AWS Lambda, CI/CD and API Gateway with Terraform Module
Reusable Terraform Module
Increaser has seven AWS Lambdas, and each of them managed by Terraform. To create these lambdas and resources related to them, I copied the configuration from one terraform file to another, repeating the same code over and over.
Finally, I’ve decided to refactor infrastructure and created a terraform module that was used in five services now. This module creates AWS Lambda function and optionally can make it accessible on a given domain. Also, if the source code is on GitHub, it can automatically update Lambda every time the branch is updated. The goal for writing this story is to provide a template that you can modify and use in your project
We can start with the variables. Only one of them is required — name, it will be used in resources as part of the name. The next two variables will be passed down to the lambda resource. After that, we have a block of variables related to continuous delivery and block related to making lambda accessible on HTTP.

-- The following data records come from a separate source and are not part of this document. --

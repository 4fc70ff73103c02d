// Copyright 2026 The Simlin Authors. All rights reserved.
// Use of this source code is governed by the Apache License,
// Version 2.0, that can be found in the LICENSE file.

//! Master dataset assembly.
//!
//! A master dataset folds the per-combination datasets of an experiment
//! into one structure with a leading dimension per factor.  Single arrays
//! must cover every combination.  Tables tolerate per-field gaps: a field
//! missing from a combination (or a combination that failed to load) is
//! filled with a NaN placeholder shaped like the first combination that
//! does have the field.  Which slices were filled is not recorded.

use std::collections::{HashMap, HashSet};
use std::error;
use std::fmt;
use std::path::PathBuf;

use ndarray::ArrayD;
use tracing::{debug, debug_span, info};

use crate::assembly_err;
use crate::attrs::propagate;
use crate::common::Result;
use crate::dataset::{Coordinate, DataArray, Dataset, Table, Variable};
use crate::experiment::{Combination, Experiment};
use crate::stack::{Gaps, display_combination, stack_combinations};
use crate::value::{Attrs, FactorValue};

/// Why a single combination produced no dataset.
#[derive(Clone, PartialEq, Eq, Debug)]
pub struct LoadError {
    pub field: String,
    pub path: PathBuf,
    pub reason: String,
}

impl LoadError {
    pub fn new(field: &str, path: PathBuf, reason: String) -> Self {
        LoadError {
            field: field.to_owned(),
            path,
            reason,
        }
    }
}

impl fmt::Display for LoadError {
    fn fmt(&self, f: &mut fmt::Formatter) -> fmt::Result {
        write!(
            f,
            "couldn't load '{}' from {}: {}",
            self.field,
            self.path.display(),
            self.reason
        )
    }
}

impl error::Error for LoadError {}

pub type CaseOutcome = std::result::Result<Dataset, LoadError>;

/// Per-combination datasets of one experiment, including the combinations
/// that failed to load.
#[derive(Clone, Debug, Default)]
pub struct CaseData {
    cases: HashMap<Combination, CaseOutcome>,
}

impl CaseData {
    pub fn new() -> Self {
        Default::default()
    }

    pub fn insert(&mut self, combination: Combination, dataset: Dataset) -> Option<CaseOutcome> {
        self.cases.insert(combination, Ok(dataset))
    }

    pub fn insert_failure(
        &mut self,
        combination: Combination,
        err: LoadError,
    ) -> Option<CaseOutcome> {
        self.cases.insert(combination, Err(err))
    }

    pub fn insert_outcome(
        &mut self,
        combination: Combination,
        outcome: CaseOutcome,
    ) -> Option<CaseOutcome> {
        self.cases.insert(combination, outcome)
    }

    pub fn get(&self, combination: &[FactorValue]) -> Option<&CaseOutcome> {
        self.cases.get(combination)
    }

    /// The dataset for `combination`, if it was loaded successfully.
    pub fn dataset(&self, combination: &[FactorValue]) -> Option<&Dataset> {
        self.cases.get(combination).and_then(|outcome| outcome.as_ref().ok())
    }

    pub fn contains(&self, combination: &[FactorValue]) -> bool {
        self.cases.contains_key(combination)
    }

    pub fn remove(&mut self, combination: &[FactorValue]) -> Option<CaseOutcome> {
        self.cases.remove(combination)
    }

    pub fn len(&self) -> usize {
        self.cases.len()
    }

    pub fn is_empty(&self) -> bool {
        self.cases.is_empty()
    }

    pub fn iter(&self) -> impl Iterator<Item = (&Combination, &CaseOutcome)> {
        self.cases.iter()
    }

    pub fn failures(&self) -> impl Iterator<Item = (&Combination, &LoadError)> {
        self.cases
            .iter()
            .filter_map(|(combination, outcome)| outcome.as_ref().err().map(|e| (combination, e)))
    }

    /// Apply `f` to every loaded dataset; failed combinations are kept as
    /// they are.
    pub fn map<F>(self, mut f: F) -> CaseData
    where
        F: FnMut(&Combination, Dataset) -> Dataset,
    {
        let cases = self
            .cases
            .into_iter()
            .map(|(combination, outcome)| {
                let outcome = outcome.map(|ds| f(&combination, ds));
                (combination, outcome)
            })
            .collect();
        CaseData { cases }
    }
}

impl CaseData {
    /// Replace every loaded dataset with its variable `name` as a single
    /// array, so the cases assemble in array mode.  Fails if any loaded
    /// case lacks the variable.
    pub fn select(self, name: &str) -> Result<CaseData> {
        let mut cases = HashMap::with_capacity(self.cases.len());
        for (combination, outcome) in self.cases {
            let outcome = match outcome {
                Ok(ds) => Ok(Dataset::Array(ds.select(name)?)),
                Err(err) => Err(err),
            };
            cases.insert(combination, outcome);
        }
        Ok(CaseData { cases })
    }
}

impl FromIterator<(Combination, Dataset)> for CaseData {
    fn from_iter<I: IntoIterator<Item = (Combination, Dataset)>>(iter: I) -> Self {
        CaseData {
            cases: iter.into_iter().map(|(c, ds)| (c, Ok(ds))).collect(),
        }
    }
}

/// Combine the per-combination datasets in `data` into a master dataset
/// with one leading dimension per factor of `exp`.
///
/// For tables, `fields` selects the variables to stack; other variables of
/// the prototype are carried over unstacked.  An empty `fields` stacks
/// every variable.  `fields` is ignored for single arrays.
pub fn assemble(exp: &Experiment, data: &CaseData, fields: &[&str]) -> Result<Dataset> {
    let missing: Vec<String> = exp
        .all_combinations()
        .filter(|combination| !data.contains(combination))
        .map(|combination| display_combination(&combination))
        .collect();
    if !missing.is_empty() {
        return assembly_err!(
            IncompleteDesign,
            format!("no entry for [{}]", missing.join("], ["))
        );
    }

    let proto = match exp
        .all_combinations()
        .find_map(|combination| data.dataset(&combination))
    {
        Some(proto) => proto,
        None => {
            return assembly_err!(NoData, format!("no case of '{}' loaded", exp.name));
        }
    };

    for (combination, outcome) in data.iter() {
        if let Ok(ds) = outcome {
            if ds.kind() != proto.kind() {
                return assembly_err!(
                    MixedShapes,
                    format!(
                        "[{}] is a {} but the prototype is a {}",
                        display_combination(combination),
                        ds.kind(),
                        proto.kind()
                    )
                );
            }
        }
    }
    check_dimension_conflicts(exp, proto)?;

    info!(
        experiment = %exp.name,
        kind = %proto.kind(),
        cases = data.len(),
        "assembling master dataset"
    );

    let mut master = match proto {
        Dataset::Array(proto) => Dataset::Array(assemble_array(exp, data, proto)?),
        Dataset::Table(proto) => Dataset::Table(assemble_table(exp, data, proto, fields)?),
    };

    for factor in exp.factors() {
        let coord = Coordinate::labels(&factor.short_name, factor.values.clone())
            .with_attr("long_name", factor.display_name.as_str());
        master.coords_mut().insert(factor.short_name.clone(), coord);
    }

    propagate(proto, &mut master);

    Ok(master)
}

fn check_dimension_conflicts(exp: &Experiment, proto: &Dataset) -> Result<()> {
    let mut taken: HashSet<&str> = proto.coords().keys().map(|k| k.as_str()).collect();
    match proto {
        Dataset::Array(da) => taken.extend(da.dims().iter().map(|d| d.as_str())),
        Dataset::Table(table) => {
            for var in table.variables.values() {
                taken.extend(var.dims.iter().map(|d| d.as_str()));
            }
        }
    }

    for name in exp.factor_names() {
        if taken.contains(name) {
            return assembly_err!(
                DimensionConflict,
                format!("factor '{name}' is already a dimension of the case data")
            );
        }
    }

    Ok(())
}

fn leading_dims(exp: &Experiment, dims: &[String]) -> Vec<String> {
    exp.factor_names()
        .into_iter()
        .map(|name| name.to_owned())
        .chain(dims.iter().cloned())
        .collect()
}

fn assemble_array(exp: &Experiment, data: &CaseData, proto: &DataArray) -> Result<DataArray> {
    let values = stack_combinations(exp.factors(), Gaps::Strict, |combination| {
        data.dataset(combination)
            .and_then(|ds| ds.as_array())
            .map(|da| da.values().view())
    })?;

    Ok(DataArray {
        name: proto.name.clone(),
        variable: Variable {
            dims: leading_dims(exp, proto.dims()),
            values,
            attrs: Attrs::new(),
        },
        coords: proto.coords.clone(),
    })
}

fn assemble_table(
    exp: &Experiment,
    data: &CaseData,
    proto: &Table,
    fields: &[&str],
) -> Result<Table> {
    if exp.n_combinations() <= 1 {
        return assembly_err!(
            TooFewCombinations,
            format!("{} case(s) of '{}' to align", exp.n_combinations(), exp.name)
        );
    }
    if proto.variables.is_empty() {
        return assembly_err!(
            UnsupportedShape,
            "prototype table has no data variables".to_owned()
        );
    }

    let mut names: Vec<&str> = proto.variables.keys().map(|k| k.as_str()).collect();
    for field in fields.iter() {
        if !names.contains(field) {
            names.push(*field);
        }
    }

    let mut master = Table {
        variables: Default::default(),
        coords: proto.coords.clone(),
        attrs: Attrs::new(),
    };

    for name in names {
        if !fields.is_empty() && !fields.contains(&name) {
            if let Some(var) = proto.variables.get(name) {
                master.variables.insert(name.to_owned(), var.clone());
            }
            continue;
        }

        let reference = exp.all_combinations().find_map(|combination| {
            data.dataset(&combination)
                .and_then(|ds| ds.variable(name))
        });
        let reference = match reference {
            Some(reference) => reference,
            None => {
                debug!(field = name, "field not present in any case, skipping");
                continue;
            }
        };

        let _span = debug_span!("stack", field = name).entered();
        let placeholder = ArrayD::from_elem(reference.values.raw_dim(), f64::NAN);
        let values = stack_combinations(exp.factors(), Gaps::Fill(&placeholder), |combination| {
            data.dataset(combination)
                .and_then(|ds| ds.variable(name))
                .map(|var| var.values.view())
        })?;

        master.variables.insert(
            name.to_owned(),
            Variable {
                dims: leading_dims(exp, &reference.dims),
                values,
                attrs: reference.attrs.clone(),
            },
        );
    }

    Ok(master)
}

/// Split a master dataset back into one dataset per combination, the
/// inverse of [`assemble`].
pub fn decompose(exp: &Experiment, master: &Dataset) -> Result<CaseData> {
    let dims = exp.factor_names();
    let mut cases = CaseData::new();
    for combination in exp.all_combinations() {
        let positions = match exp.position_of(&combination) {
            Some(positions) => positions,
            None => {
                return assembly_err!(
                    MismatchedDimensions,
                    display_combination(&combination)
                );
            }
        };
        let ds = master.select_leading(&dims, &positions)?;
        cases.insert(combination, ds);
    }
    Ok(cases)
}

In this file, we have two data resources that will be used to get account id and region.
Let’s start with describing resources for AWS Lambda. First, we need to have a storage for zipped lambda code. Part of the name of the bucket comes from variables. So that if the name variable is pomodoro-api, the bucket will have the name tf-pomodoro-api-storage.
To make the lambda work and return something after we’ve run terraform apply, we are pushing to S3 bucket zipped mock lambda, source code for which located in the same directory with Terraform configuration.
Since all lambdas in Pomodoro by Increaser have almost the same configuration, there are only two variables that users of the module can pass to the lambda — memory size, and environment variables. The rest of the file contains roles and policies that allow Lambda to do everything.
To access lambda by HTTP, we need to create AWS API Gateway resources. If we set the with_api_gateway variable to false, none of these resources would be created. Depending on this variable, the count will be equal to zero or one. And since we are using count, we need to use the index to refer to the resource.
To enable CORS, we are copying the configuration from this repository. We can’t use it as a module, because at the moment of writing, terraform doesn’t support count for modules.
If we have a domain and certificate on AWS, we can make the lambda accessible at https://${var.name}.${var.main_domain}.
This part is pretty custom because two of these requirements must be met to make continuous delivery work:
- GitHub is being used as a code repository.
- Container for the pipeline in the ECR registry.
If you have GitHub repository, but don’t have a container in the registry you can check this story.
Also, we need to set a token as an environment variable. It is quite simple to get you can find steps there.
Here we only have two outputs because these are the only ones that were used by other resources in the app infrastructure.